Andrew Bishop describes the sleep of Christ in the boat as offering us a paradigm of “hallowed sleep: in other words, sleep that is intentionally open to God; is blessed by God; and is offered to God” (Theosomnia: A Christian theology of sleep). Jesus’s ability to rest in God in a world of chaos and disorder is offered to his disciples as a model for their lives. Such sleep is described in many of the psalms, most notably those used at compline.

If humans were reliant on our strength alone, we would be wholly vulnerable when we slept. In our slumber, we are called to cease activity and relinquish control. Our fear of doing this is expressed in the Office hymn for compline, in which God is asked to defend his children from “ill dreams” and “nightly fears and fantasies”.

In the boat, Jesus’s rest shows that he is unafraid of either the “chaos and disorder” of the sea or of the world of sleep. As Healy observes, Jesus “exemplifies the perfect trust in God” which is often signified in the Old Testament by untroubled sleep (e.g. Job 11.18 and Psalm 4.9).

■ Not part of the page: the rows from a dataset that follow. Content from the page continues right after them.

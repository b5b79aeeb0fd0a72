mod format;
pub use format::*;

mod definitions;
pub use definitions::*;

mod misc;
pub use misc::*;
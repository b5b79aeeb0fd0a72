use crate::internal_shared::TextureCommon;
use crate::KilnTextureDef;
use std::sync::Arc;

#[derive(Clone, Debug)]
pub struct KilnTextureNull {
    inner: Arc<TextureCommon>,
}

impl KilnTextureNull {
    pub(crate) fn new(texture_def: &KilnTextureDef) -> Self {
        KilnTextureNull {
            inner: Arc::new(TextureCommon::new(texture_def)),
        }
    }

    pub(crate) fn common(&self) -> &TextureCommon {
        &self.inner
    }
}
use super::{util, KilnDeviceContextDx12};
use crate::internal_shared::BufferCommon;
use crate::{KilnBufferDef, KilnMemoryUsage, KilnResourceType, KilnResult};
use std::sync::Arc;
use windows::Win32::Graphics::Direct3D12::*;
use windows::Win32::Graphics::Dxgi::Common::*;

#[derive(Debug)]
struct KilnBufferDx12Inner {
    device_context: KilnDeviceContextDx12,
    common: BufferCommon,
    resource: ID3D12Resource,
    gpu_virtual_address: u64,
    mapped_ptr: Option<std::ptr::NonNull<u8>>,
}

// The mapped pointer is only handed out for copying, never shared mutable state
unsafe impl Send for KilnBufferDx12Inner {}
unsafe impl Sync for KilnBufferDx12Inner {}

impl Drop for KilnBufferDx12Inner {
    fn drop(&mut self) {
        if self.mapped_ptr.is_some() {
            unsafe {
                self.resource.Unmap(0, None);
            }
        }
    }
}

#[derive(Clone, Debug)]
pub struct KilnBufferDx12 {
    inner: Arc<KilnBufferDx12Inner>,
}

impl KilnBufferDx12 {
    pub(crate) fn new(
        device_context: &KilnDeviceContextDx12,
        buffer_def: &KilnBufferDef,
    ) -> KilnResult<Self> {
        buffer_def.verify();

        let device = &device_context.inner.device;

        let heap_type = match buffer_def.memory_usage {
            KilnMemoryUsage::GpuOnly => D3D12_HEAP_TYPE_DEFAULT,
            KilnMemoryUsage::CpuToGpu => D3D12_HEAP_TYPE_UPLOAD,
            KilnMemoryUsage::GpuToCpu => D3D12_HEAP_TYPE_READBACK,
        };

        let mut size = buffer_def.size;
        if buffer_def
            .resource_type
            .intersects(KilnResourceType::UNIFORM_BUFFER)
        {
            // Constant buffer sizes must be 256-byte aligned
            size = (size + 255) & !255;
        }

        let mut flags = D3D12_RESOURCE_FLAG_NONE;
        if buffer_def
            .resource_type
            .intersects(KilnResourceType::BUFFER_READ_WRITE)
        {
            flags |= D3D12_RESOURCE_FLAG_ALLOW_UNORDERED_ACCESS;
        }

        let desc = D3D12_RESOURCE_DESC {
            Dimension: D3D12_RESOURCE_DIMENSION_BUFFER,
            Alignment: 0,
            Width: size,
            Height: 1,
            DepthOrArraySize: 1,
            MipLevels: 1,
            Format: DXGI_FORMAT_UNKNOWN,
            SampleDesc: DXGI_SAMPLE_DESC {
                Count: 1,
                Quality: 0,
            },
            Layout: D3D12_TEXTURE_LAYOUT_ROW_MAJOR,
            Flags: flags,
        };

        let heap_properties = D3D12_HEAP_PROPERTIES {
            Type: heap_type,
            ..Default::default()
        };

        // Upload heaps require GENERIC_READ, readback heaps require COPY_DEST
        let initial_state = match buffer_def.memory_usage {
            KilnMemoryUsage::GpuOnly => util::resource_state_to_dx12(buffer_def.initial_state()),
            KilnMemoryUsage::CpuToGpu => D3D12_RESOURCE_STATE_GENERIC_READ,
            KilnMemoryUsage::GpuToCpu => D3D12_RESOURCE_STATE_COPY_DEST,
        };

        let mut resource: Option<ID3D12Resource> = None;
        unsafe {
            device.CreateCommittedResource(
                &heap_properties,
                D3D12_HEAP_FLAG_NONE,
                &desc,
                initial_state,
                None,
                &mut resource,
            )?;
        }
        let resource = resource.unwrap();
        let gpu_virtual_address = unsafe { resource.GetGPUVirtualAddress() };

        // Host-visible buffers stay persistently mapped
        let mapped_ptr = if buffer_def.memory_usage != KilnMemoryUsage::GpuOnly {
            let mut ptr = std::ptr::null_mut();
            unsafe {
                resource.Map(0, None, Some(&mut ptr))?;
            }
            std::ptr::NonNull::new(ptr as *mut u8)
        } else {
            None
        };

        Ok(KilnBufferDx12 {
            inner: Arc::new(KilnBufferDx12Inner {
                device_context: device_context.clone(),
                common: BufferCommon::new(buffer_def),
                resource,
                gpu_virtual_address,
                mapped_ptr,
            }),
        })
    }

    pub(crate) fn common(&self) -> &BufferCommon {
        &self.inner.common
    }

    pub fn dx12_resource(&self) -> &ID3D12Resource {
        &self.inner.resource
    }

    pub fn gpu_virtual_address(&self) -> u64 {
        self.inner.gpu_virtual_address
    }

    /// Persistently mapped pointer, None for GPU-only buffers
    pub fn mapped_ptr(&self) -> Option<*mut u8> {
        self.inner.mapped_ptr.map(|p| p.as_ptr())
    }

    pub fn copy_to_host_visible_buffer<T: Copy>(
        &self,
        data: &[T],
    ) -> KilnResult<()> {
        let byte_count = std::mem::size_of_val(data) as u64;
        if byte_count > self.inner.common.def.size {
            Err(format!(
                "copy of {} bytes exceeds buffer size {}",
                byte_count, self.inner.common.def.size
            ))?;
        }

        let ptr = self
            .inner
            .mapped_ptr
            .ok_or_else(|| crate::KilnError::from("buffer is not host visible"))?;
        unsafe {
            std::ptr::copy_nonoverlapping(
                data.as_ptr() as *const u8,
                ptr.as_ptr(),
                byte_count as usize,
            );
        }
        Ok(())
    }
}
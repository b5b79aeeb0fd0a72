use crate::internal_shared;
use crate::KilnSamplerDef;
use std::sync::Arc;

#[derive(Debug)]
struct KilnSamplerNullInner {
    sampler_def: KilnSamplerDef,
    sampler_id: u64,
}

#[derive(Clone, Debug)]
pub struct KilnSamplerNull {
    inner: Arc<KilnSamplerNullInner>,
}

impl KilnSamplerNull {
    pub(crate) fn new(sampler_def: &KilnSamplerDef) -> Self {
        KilnSamplerNull {
            inner: Arc::new(KilnSamplerNullInner {
                sampler_def: sampler_def.clone(),
                sampler_id: internal_shared::allocate_view_id(),
            }),
        }
    }

    pub fn sampler_def(&self) -> &KilnSamplerDef {
        &self.inner.sampler_def
    }

    pub fn sampler_id(&self) -> u64 {
        self.inner.sampler_id
    }
}
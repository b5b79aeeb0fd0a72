#[cfg(feature = "kiln-dx12")]
use crate::dx12::{KilnShaderDx12, KilnShaderModuleDx12};
use crate::null::{KilnShaderModuleNull, KilnShaderNull};
#[cfg(feature = "kiln-vulkan")]
use crate::vulkan::{KilnShaderModuleVulkan, KilnShaderVulkan};
use crate::KilnShaderStageFlags;

/// A compiled shader binary uploaded to the device
#[derive(Clone, Debug)]
pub enum KilnShaderModule {
    Null(KilnShaderModuleNull),
    #[cfg(feature = "kiln-vulkan")]
    Vk(KilnShaderModuleVulkan),
    #[cfg(feature = "kiln-dx12")]
    Dx12(KilnShaderModuleDx12),
}

impl KilnShaderModule {
    /// Hash of the compiled bytes, stands in for reflection data when keying pipeline
    /// caches
    pub fn content_hash(&self) -> u64 {
        match self {
            KilnShaderModule::Null(inner) => inner.content_hash(),
            #[cfg(feature = "kiln-vulkan")]
            KilnShaderModule::Vk(inner) => inner.content_hash(),
            #[cfg(feature = "kiln-dx12")]
            KilnShaderModule::Dx12(inner) => inner.content_hash(),
        }
    }

    pub fn null_shader_module(&self) -> Option<&KilnShaderModuleNull> {
        match self {
            KilnShaderModule::Null(inner) => Some(inner),
            #[cfg(any(feature = "kiln-vulkan", feature = "kiln-dx12"))]
            _ => None,
        }
    }

    #[cfg(feature = "kiln-vulkan")]
    pub fn vk_shader_module(&self) -> Option<&KilnShaderModuleVulkan> {
        match self {
            KilnShaderModule::Vk(inner) => Some(inner),
            _ => None,
        }
    }

    #[cfg(feature = "kiln-dx12")]
    pub fn dx12_shader_module(&self) -> Option<&KilnShaderModuleDx12> {
        match self {
            KilnShaderModule::Dx12(inner) => Some(inner),
            _ => None,
        }
    }
}

/// A single shader stage ready to attach to a pipeline: a module plus entry point and
/// stage flag
#[derive(Clone, Debug)]
pub enum KilnShader {
    Null(KilnShaderNull),
    #[cfg(feature = "kiln-vulkan")]
    Vk(KilnShaderVulkan),
    #[cfg(feature = "kiln-dx12")]
    Dx12(KilnShaderDx12),
}

impl KilnShader {
    pub fn stage(&self) -> KilnShaderStageFlags {
        match self {
            KilnShader::Null(inner) => inner.stage(),
            #[cfg(feature = "kiln-vulkan")]
            KilnShader::Vk(inner) => inner.stage(),
            #[cfg(feature = "kiln-dx12")]
            KilnShader::Dx12(inner) => inner.stage(),
        }
    }

    pub fn entry_point(&self) -> &str {
        match self {
            KilnShader::Null(inner) => inner.entry_point(),
            #[cfg(feature = "kiln-vulkan")]
            KilnShader::Vk(inner) => inner.entry_point(),
            #[cfg(feature = "kiln-dx12")]
            KilnShader::Dx12(inner) => inner.entry_point(),
        }
    }

    /// Combined hash of module contents, entry point, and stage. Used when hashing
    /// pipeline state blobs.
    pub fn shader_hash(&self) -> u64 {
        match self {
            KilnShader::Null(inner) => inner.shader_hash(),
            #[cfg(feature = "kiln-vulkan")]
            KilnShader::Vk(inner) => inner.shader_hash(),
            #[cfg(feature = "kiln-dx12")]
            KilnShader::Dx12(inner) => inner.shader_hash(),
        }
    }

    pub fn null_shader(&self) -> Option<&KilnShaderNull> {
        match self {
            KilnShader::Null(inner) => Some(inner),
            #[cfg(any(feature = "kiln-vulkan", feature = "kiln-dx12"))]
            _ => None,
        }
    }

    #[cfg(feature = "kiln-vulkan")]
    pub fn vk_shader(&self) -> Option<&KilnShaderVulkan> {
        match self {
            KilnShader::Vk(inner) => Some(inner),
            _ => None,
        }
    }

    #[cfg(feature = "kiln-dx12")]
    pub fn dx12_shader(&self) -> Option<&KilnShaderDx12> {
        match self {
            KilnShader::Dx12(inner) => Some(inner),
            _ => None,
        }
    }
}
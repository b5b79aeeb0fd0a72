use crate::{KilnPipelineType, KilnRootSignature};
use std::sync::Arc;

#[derive(Debug)]
struct KilnPipelineNullInner {
    pipeline_type: KilnPipelineType,
    root_signature: KilnRootSignature,
}

#[derive(Clone, Debug)]
pub struct KilnPipelineNull {
    inner: Arc<KilnPipelineNullInner>,
}

impl KilnPipelineNull {
    pub(crate) fn new(
        pipeline_type: KilnPipelineType,
        root_signature: KilnRootSignature,
    ) -> Self {
        KilnPipelineNull {
            inner: Arc::new(KilnPipelineNullInner {
                pipeline_type,
                root_signature,
            }),
        }
    }

    pub fn pipeline_type(&self) -> KilnPipelineType {
        self.inner.pipeline_type
    }

    pub fn root_signature(&self) -> &KilnRootSignature {
        &self.inner.root_signature
    }
}
use std::hash::Hasher;

// An f32 that supports Hash and Eq. Generally this is dangerous, but pipeline and
// sampler state blobs need to key hash maps and the values in them are plain
// constants (bias values, lod clamps). NaN never appears in well-formed state.
#[derive(Debug, Copy, Clone, Default)]
pub struct DecimalF32(pub f32);

impl Into<f32> for DecimalF32 {
    fn into(self) -> f32 {
        self.0
    }
}

impl PartialEq for DecimalF32 {
    fn eq(
        &self,
        other: &Self,
    ) -> bool {
        self.0 == other.0
    }
}

impl Eq for DecimalF32 {}

impl std::hash::Hash for DecimalF32 {
    fn hash<H: Hasher>(
        &self,
        state: &mut H,
    ) {
        let bits: u32 = self.0.to_bits();
        bits.hash(state);
    }
}

// An f64 that supports Hash and Eq, same rules as DecimalF32.
#[derive(Debug, Copy, Clone, Default)]
pub struct DecimalF64(pub f64);

impl Into<f64> for DecimalF64 {
    fn into(self) -> f64 {
        self.0
    }
}

impl PartialEq for DecimalF64 {
    fn eq(
        &self,
        other: &Self,
    ) -> bool {
        self.0 == other.0
    }
}

impl Eq for DecimalF64 {}

impl std::hash::Hash for DecimalF64 {
    fn hash<H: Hasher>(
        &self,
        state: &mut H,
    ) {
        let bits: u64 = self.0.to_bits();
        bits.hash(state);
    }
}

#[cfg(test)]
mod test {
    use super::*;
    use std::collections::hash_map::DefaultHasher;
    use std::hash::{Hash, Hasher};

    fn hash_of<T: Hash>(value: &T) -> u64 {
        let mut hasher = DefaultHasher::new();
        value.hash(&mut hasher);
        hasher.finish()
    }

    #[test]
    fn equal_values_hash_equal() {
        assert_eq!(hash_of(&DecimalF32(1.5)), hash_of(&DecimalF32(1.5)));
        assert_ne!(hash_of(&DecimalF32(1.5)), hash_of(&DecimalF32(2.5)));
        assert_eq!(DecimalF32(0.25), DecimalF32(0.25));
    }
}
use super::KilnDeviceContextNull;
use crate::resource_set::DescriptorWrite;
use crate::KilnResult;

/// Descriptor storage that goes nowhere. Records the batch sizes the native backends
/// would have submitted.
#[derive(Debug)]
pub struct KilnResourceSetNull {
    device_context: KilnDeviceContextNull,
}

impl KilnResourceSetNull {
    pub(crate) fn new(device_context: &KilnDeviceContextNull) -> Self {
        KilnResourceSetNull {
            device_context: device_context.clone(),
        }
    }

    pub(crate) fn flush(
        &mut self,
        writes: &[DescriptorWrite],
    ) -> KilnResult<()> {
        debug_assert!(!writes.is_empty());
        self.device_context.record_descriptor_batch(writes.len());
        Ok(())
    }
}
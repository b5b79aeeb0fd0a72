use super::{util, KilnDeviceContextDx12};
use crate::root_signature::{allocate_signature_id, KilnBindingModel, KilnRootParameterKind};
use crate::{
    KilnDescriptorRangeType, KilnResult, KilnRootSignatureDef, KilnRootSignatureFlags,
};
use std::sync::Arc;
use windows::Win32::Graphics::Direct3D::*;
use windows::Win32::Graphics::Direct3D12::*;

fn range_type_to_dx12(range_type: KilnDescriptorRangeType) -> D3D12_DESCRIPTOR_RANGE_TYPE {
    match range_type {
        KilnDescriptorRangeType::ConstantBuffer => D3D12_DESCRIPTOR_RANGE_TYPE_CBV,
        KilnDescriptorRangeType::TextureSrv | KilnDescriptorRangeType::BufferSrv => {
            D3D12_DESCRIPTOR_RANGE_TYPE_SRV
        }
        KilnDescriptorRangeType::TextureUav | KilnDescriptorRangeType::BufferUav => {
            D3D12_DESCRIPTOR_RANGE_TYPE_UAV
        }
        KilnDescriptorRangeType::Sampler => D3D12_DESCRIPTOR_RANGE_TYPE_SAMPLER,
    }
}

fn signature_flags_to_dx12(flags: KilnRootSignatureFlags) -> D3D12_ROOT_SIGNATURE_FLAGS {
    let mut native = D3D12_ROOT_SIGNATURE_FLAG_NONE;
    if flags.intersects(KilnRootSignatureFlags::ALLOW_INPUT_ASSEMBLER_INPUT) {
        native |= D3D12_ROOT_SIGNATURE_FLAG_ALLOW_INPUT_ASSEMBLER_INPUT_LAYOUT;
    }
    if flags.intersects(KilnRootSignatureFlags::DENY_VERTEX_SHADER_ACCESS) {
        native |= D3D12_ROOT_SIGNATURE_FLAG_DENY_VERTEX_SHADER_ROOT_ACCESS;
    }
    if flags.intersects(KilnRootSignatureFlags::DENY_HULL_SHADER_ACCESS) {
        native |= D3D12_ROOT_SIGNATURE_FLAG_DENY_HULL_SHADER_ROOT_ACCESS;
    }
    if flags.intersects(KilnRootSignatureFlags::DENY_DOMAIN_SHADER_ACCESS) {
        native |= D3D12_ROOT_SIGNATURE_FLAG_DENY_DOMAIN_SHADER_ROOT_ACCESS;
    }
    if flags.intersects(KilnRootSignatureFlags::DENY_GEOMETRY_SHADER_ACCESS) {
        native |= D3D12_ROOT_SIGNATURE_FLAG_DENY_GEOMETRY_SHADER_ROOT_ACCESS;
    }
    if flags.intersects(KilnRootSignatureFlags::DENY_PIXEL_SHADER_ACCESS) {
        native |= D3D12_ROOT_SIGNATURE_FLAG_DENY_PIXEL_SHADER_ROOT_ACCESS;
    }
    native
}

#[derive(Debug)]
struct KilnRootSignatureDx12Inner {
    _device_context: KilnDeviceContextDx12,
    binding_model: KilnBindingModel,
    flags: KilnRootSignatureFlags,
    signature_id: u64,
    root_signature: ID3D12RootSignature,
}

#[derive(Clone, Debug)]
pub struct KilnRootSignatureDx12 {
    inner: Arc<KilnRootSignatureDx12Inner>,
}

impl KilnRootSignatureDx12 {
    pub(crate) fn new(
        device_context: &KilnDeviceContextDx12,
        root_signature_def: &KilnRootSignatureDef,
        name: &str,
        flags: KilnRootSignatureFlags,
    ) -> KilnResult<Self> {
        let binding_model = root_signature_def.build_binding_model();
        let signature_id = allocate_signature_id();

        // Range arrays must outlive the desc, parked per parameter
        let mut range_storage: Vec<Vec<D3D12_DESCRIPTOR_RANGE>> = Vec::new();
        let mut root_parameters = Vec::with_capacity(binding_model.parameters.len());

        for parameter in &binding_model.parameters {
            let visibility = util::shader_visibility_to_dx12(parameter.visibility);
            match &parameter.kind {
                KilnRootParameterKind::ConstantBuffer { register, .. } => {
                    // Root CBVs serve both static and dynamic constant buffers, dynamic
                    // offsets are folded into the GPU virtual address at bind time
                    root_parameters.push(D3D12_ROOT_PARAMETER {
                        ParameterType: D3D12_ROOT_PARAMETER_TYPE_CBV,
                        Anonymous: D3D12_ROOT_PARAMETER_0 {
                            Descriptor: D3D12_ROOT_DESCRIPTOR {
                                ShaderRegister: *register,
                                RegisterSpace: 0,
                            },
                        },
                        ShaderVisibility: visibility,
                    });
                }
                KilnRootParameterKind::DescriptorTable { ranges } => {
                    let native_ranges: Vec<D3D12_DESCRIPTOR_RANGE> = ranges
                        .iter()
                        .map(|range| D3D12_DESCRIPTOR_RANGE {
                            RangeType: range_type_to_dx12(range.range_type),
                            NumDescriptors: range.descriptor_count,
                            BaseShaderRegister: range.base_register,
                            RegisterSpace: 0,
                            OffsetInDescriptorsFromTableStart:
                                D3D12_DESCRIPTOR_RANGE_OFFSET_APPEND,
                        })
                        .collect();
                    range_storage.push(native_ranges);
                    let native_ranges = range_storage.last().unwrap();

                    root_parameters.push(D3D12_ROOT_PARAMETER {
                        ParameterType: D3D12_ROOT_PARAMETER_TYPE_DESCRIPTOR_TABLE,
                        Anonymous: D3D12_ROOT_PARAMETER_0 {
                            DescriptorTable: D3D12_ROOT_DESCRIPTOR_TABLE {
                                NumDescriptorRanges: native_ranges.len() as u32,
                                pDescriptorRanges: native_ranges.as_ptr(),
                            },
                        },
                        ShaderVisibility: visibility,
                    });
                }
            }
        }

        let static_samplers: Vec<D3D12_STATIC_SAMPLER_DESC> = binding_model
            .static_samplers
            .iter()
            .map(|static_sampler| {
                let desc = util::sampler_desc_to_dx12(&static_sampler.sampler_def);
                D3D12_STATIC_SAMPLER_DESC {
                    Filter: desc.Filter,
                    AddressU: desc.AddressU,
                    AddressV: desc.AddressV,
                    AddressW: desc.AddressW,
                    MipLODBias: desc.MipLODBias,
                    MaxAnisotropy: desc.MaxAnisotropy,
                    ComparisonFunc: desc.ComparisonFunc,
                    BorderColor: D3D12_STATIC_BORDER_COLOR_TRANSPARENT_BLACK,
                    MinLOD: desc.MinLOD,
                    MaxLOD: desc.MaxLOD,
                    ShaderRegister: static_sampler.register,
                    RegisterSpace: 0,
                    ShaderVisibility: util::shader_visibility_to_dx12(static_sampler.visibility),
                }
            })
            .collect();

        let desc = D3D12_ROOT_SIGNATURE_DESC {
            NumParameters: root_parameters.len() as u32,
            pParameters: root_parameters.as_ptr(),
            NumStaticSamplers: static_samplers.len() as u32,
            pStaticSamplers: static_samplers.as_ptr(),
            Flags: signature_flags_to_dx12(flags),
        };

        let mut blob: Option<ID3DBlob> = None;
        let mut error_blob: Option<ID3DBlob> = None;
        let serialize_result = unsafe {
            D3D12SerializeRootSignature(
                &desc,
                D3D_ROOT_SIGNATURE_VERSION_1,
                &mut blob,
                Some(&mut error_blob),
            )
        };
        if let Err(e) = serialize_result {
            if let Some(error_blob) = &error_blob {
                let message = unsafe {
                    let bytes = std::slice::from_raw_parts(
                        error_blob.GetBufferPointer() as *const u8,
                        error_blob.GetBufferSize(),
                    );
                    String::from_utf8_lossy(bytes).into_owned()
                };
                log::error!("root signature {:?} failed to serialize: {}", name, message);
            }
            return Err(e)?;
        }
        let blob = blob.unwrap();

        let root_signature: ID3D12RootSignature = unsafe {
            let bytes = std::slice::from_raw_parts(
                blob.GetBufferPointer() as *const u8,
                blob.GetBufferSize(),
            );
            device_context.inner.device.CreateRootSignature(0, bytes)?
        };

        log::trace!(
            "created root signature {:?} (id {}) with {} parameters and {} static samplers",
            name,
            signature_id,
            binding_model.parameters.len(),
            binding_model.static_samplers.len()
        );

        Ok(KilnRootSignatureDx12 {
            inner: Arc::new(KilnRootSignatureDx12Inner {
                _device_context: device_context.clone(),
                binding_model,
                flags,
                signature_id,
                root_signature,
            }),
        })
    }

    pub(crate) fn binding_model(&self) -> &KilnBindingModel {
        &self.inner.binding_model
    }

    pub fn flags(&self) -> KilnRootSignatureFlags {
        self.inner.flags
    }

    pub fn signature_id(&self) -> u64 {
        self.inner.signature_id
    }

    pub fn dx12_root_signature(&self) -> &ID3D12RootSignature {
        &self.inner.root_signature
    }
}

It is precisely because he knows when to rest — both in his sleep, and in the times when he takes himself away to pray in solitude — that Jesus is able to be fully present to those around him when he is engaged in ministry. When we forget that the work of salvation is God’s, and get caught up in anxious activity, we cannot be fully present to our neighbours.

Jesus’s example commends a commitment to rest and retreat to those who follow him. But, as Bishop reminds us, “Sleep, like grace, cannot be willed but can only be received as a gift.” In our epistle, Paul lists “sleepless nights” among the persecutions and trials that he has endured. In following Jesus, we, too, may face the harder task of resting in God, even when sleep and retreat are unavailable. Those are moments to pray, as Jesus did at the moment when the forces of chaos seem to have overwhelmed him: “Father, into your hands I commend my spirit” (Luke 23.46).